Master of Life and Death by Robert Silverberg

On August 8 of this year I received from SF blogger extraordinaire Joachim Boaz three books from his "SF Wall of Shame," nine science fiction novels he feels are "some of the worst SF ever written."  Joachim and I have different tastes, and I'd give at least four of these books (Farmer's To Your Scattered Bodies Go, Heinlein's Beyond this Horizon, Knight's Beyond the Barrier, and Platt's Planet of the Voles) passing, though not high, marks.  Today I finished another of Joachim's Wall of Shame books, Robert Silverberg's 1957 Master of Life and Death.

Joachim traded to me (more details of the trade here and here) a severely worn copy of the 1986 Tor paperback edition of the novel. The cover proclaims Master of Life and Death a classic, and upon the first page is inscribed the mysterious code "MAB."  Is there a science fiction collector out there calling herself "Queen Mab?"  I hope so!

Master of Life and Death has been printed again and again since it first appeared as half of an Ace Double, so somebody must like it.  Joachim is not one of those people.  Am I one of those people? 
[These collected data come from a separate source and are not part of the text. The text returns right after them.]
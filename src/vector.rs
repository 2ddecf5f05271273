//! Fixed-dimension real-vector arithmetic (C1).
//!
//! Used by the HNSW index, the inference engine's similarity augmentation,
//! and the attractor model's influence field. All operations fail with
//! [`VectorError::DimensionMismatch`] when operand lengths differ; `cosine`
//! returns `0.0` rather than `NaN` when either operand has zero norm.

use thiserror::Error;

#[derive(Debug, Error, PartialEq)]
pub enum VectorError {
    #[error("dimension mismatch: {a} vs {b}")]
    DimensionMismatch { a: usize, b: usize },
    #[error("cannot compute centroid of an empty set of vectors")]
    EmptyInput,
}

fn check_dims(a: &[f32], b: &[f32]) -> Result<(), VectorError> {
    if a.len() != b.len() {
        return Err(VectorError::DimensionMismatch {
            a: a.len(),
            b: b.len(),
        });
    }
    Ok(())
}

/// Dot product of two equal-length vectors.
pub fn dot(a: &[f32], b: &[f32]) -> Result<f32, VectorError> {
    check_dims(a, b)?;
    Ok(a.iter().zip(b.iter()).map(|(x, y)| x * y).sum())
}

/// L2 norm of a vector.
pub fn norm(v: &[f32]) -> f32 {
    v.iter().map(|x| x * x).sum::<f32>().sqrt()
}

/// Cosine similarity in `[-1.0, 1.0]`. Returns `0.0`, not `NaN`, when either
/// vector has zero norm.
pub fn cosine(a: &[f32], b: &[f32]) -> Result<f32, VectorError> {
    check_dims(a, b)?;
    let na = norm(a);
    let nb = norm(b);
    if na == 0.0 || nb == 0.0 {
        return Ok(0.0);
    }
    let d: f32 = a.iter().zip(b.iter()).map(|(x, y)| x * y).sum();
    Ok(d / (na * nb))
}

/// Euclidean (L2) distance between two equal-length vectors.
pub fn euclidean(a: &[f32], b: &[f32]) -> Result<f32, VectorError> {
    check_dims(a, b)?;
    Ok(a.iter()
        .zip(b.iter())
        .map(|(x, y)| (x - y) * (x - y))
        .sum::<f32>()
        .sqrt())
}

/// Cosine distance, `1 - cosine(a, b)`, as used by the HNSW index's metric.
pub fn cosine_distance(a: &[f32], b: &[f32]) -> Result<f32, VectorError> {
    Ok(1.0 - cosine(a, b)?)
}

/// Return a unit-norm copy of `v`. Zero vectors are returned unchanged
/// (there is no meaningful direction to normalize to).
pub fn normalize(v: &[f32]) -> Vec<f32> {
    let n = norm(v);
    if n == 0.0 {
        return v.to_vec();
    }
    v.iter().map(|x| x / n).collect()
}

/// Element-wise mean of a non-empty set of equal-length vectors.
pub fn centroid(vs: &[Vec<f32>]) -> Result<Vec<f32>, VectorError> {
    let first = vs.first().ok_or(VectorError::EmptyInput)?;
    let dim = first.len();
    let mut acc = vec![0f32; dim];
    for v in vs {
        check_dims(v, first)?;
        for (a, x) in acc.iter_mut().zip(v.iter()) {
            *a += x;
        }
    }
    let n = vs.len() as f32;
    for a in acc.iter_mut() {
        *a /= n;
    }
    Ok(acc)
}

#[cfg(test)]
mod tests {
    use super::*;

    #[test]
    fn cosine_identical_is_one() {
        let a = vec![1.0, 0.0, 0.0];
        assert!((cosine(&a, &a).unwrap() - 1.0).abs() < 1e-6);
    }

    #[test]
    fn cosine_orthogonal_is_zero() {
        let a = vec![1.0, 0.0, 0.0];
        let b = vec![0.0, 1.0, 0.0];
        assert!(cosine(&a, &b).unwrap().abs() < 1e-6);
    }

    #[test]
    fn cosine_zero_vector_is_zero_not_nan() {
        let a = vec![0.0, 0.0, 0.0];
        let b = vec![1.0, 2.0, 3.0];
        let c = cosine(&a, &b).unwrap();
        assert_eq!(c, 0.0);
        assert!(!c.is_nan());
    }

    #[test]
    fn dimension_mismatch_is_reported() {
        let a = vec![1.0, 0.0];
        let b = vec![1.0, 0.0, 0.0];
        assert_eq!(
            cosine(&a, &b),
            Err(VectorError::DimensionMismatch { a: 2, b: 3 })
        );
    }

    #[test]
    fn normalize_unit_norm() {
        let v = vec![3.0, 4.0];
        let n = normalize(&v);
        assert!((norm(&n) - 1.0).abs() < 1e-6);
    }

    #[test]
    fn centroid_of_two_vectors() {
        let vs = vec![vec![0.0, 0.0], vec![2.0, 4.0]];
        let c = centroid(&vs).unwrap();
        assert_eq!(c, vec![1.0, 2.0]);
    }
}
//! Crate-wide error type.
//!
//! Every fallible public operation returns [`Result<T>`], an alias over
//! [`EngramError`]. Variants map 1:1 onto the error taxonomy: integrity and
//! validation failures are surfaced to the caller unchanged, transient I/O
//! errors are not retried automatically, and the serial write queue /
//! compaction scheduler log their own failures rather than propagate them.

use thiserror::Error;

/// Result type alias used throughout the crate.
pub type Result<T> = std::result::Result<T, EngramError>;

/// Crate-wide error type.
#[derive(Error, Debug)]
pub enum EngramError {
    /// Operation attempted before the owning store finished initialization.
    #[error("not initialized: {0}")]
    NotInitialized(String),

    /// A vector's length did not match the configured embedding dimension.
    #[error("dimension mismatch: expected {expected}, got {actual}")]
    DimensionMismatch { expected: usize, actual: usize },

    /// Chunk bytes did not hash to their key, or a Merkle proof failed to verify.
    #[error("integrity error: {0}")]
    IntegrityError(String),

    /// A synapse referenced a neuron id that does not exist.
    #[error("dangling reference: {0}")]
    DanglingReference(String),

    /// Caller input failed a declared constraint (length, range, shape).
    #[error("validation error: {0}")]
    ValidationError(String),

    /// The embedding provider did not respond within its deadline.
    #[error("embedding timeout after {0:?}")]
    EmbeddingTimeout(std::time::Duration),

    /// The embedding provider failed for a reason other than timeout.
    #[error("embedding unavailable: {0}")]
    EmbeddingUnavailable(String),

    /// The underlying key-value store or filesystem failed.
    #[error("storage error: {0}")]
    StorageError(String),

    /// A fire-and-forget task was rejected by the serial write queue.
    #[error("task dropped by serial queue: {0}")]
    QueueDropped(String),

    #[error("I/O error: {0}")]
    Io(#[from] std::io::Error),

    #[error("serialization error: {0}")]
    Json(#[from] serde_json::Error),
}

impl From<sled::Error> for EngramError {
    fn from(e: sled::Error) -> Self {
        EngramError::StorageError(e.to_string())
    }
}

impl EngramError {
    pub fn integrity(msg: impl Into<String>) -> Self {
        EngramError::IntegrityError(msg.into())
    }

    pub fn validation(msg: impl Into<String>) -> Self {
        EngramError::ValidationError(msg.into())
    }

    pub fn storage(msg: impl Into<String>) -> Self {
        EngramError::StorageError(msg.into())
    }

    pub fn dangling(msg: impl Into<String>) -> Self {
        EngramError::DanglingReference(msg.into())
    }
}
Queen Mab, your legend lives on!
It looks like I am not one of those people. Master of Life and Death has lots of crippling problems, perhaps more than I can enumerate here. 

Master of Life and Death is one of those books with an unsympathetic protagonist. Roy Walton is the head of the Bureau of Population Equalization, a new agency founded just a few months ago to deal with the population problem that is plaguing the 23rd century.  To deal with the population problem (the Earth's population in the novel's 2232 is at seven billion...just like in real life's 2014) the Bureau puts to death babies with defects (examples provided include blindness, a propensity to suffer tuberculosis, and being "spastic") and old people who are unproductive.  Even if you are healthy you might not be safe from the Bureau.  If you own a large piece of property the Bureau can seize it to settle people on, and if you live in an overcrowded place, like Belgium, the Bureau can compel you, and your entire town, to move to a place that isn't overcrowded yet, like Patagonia.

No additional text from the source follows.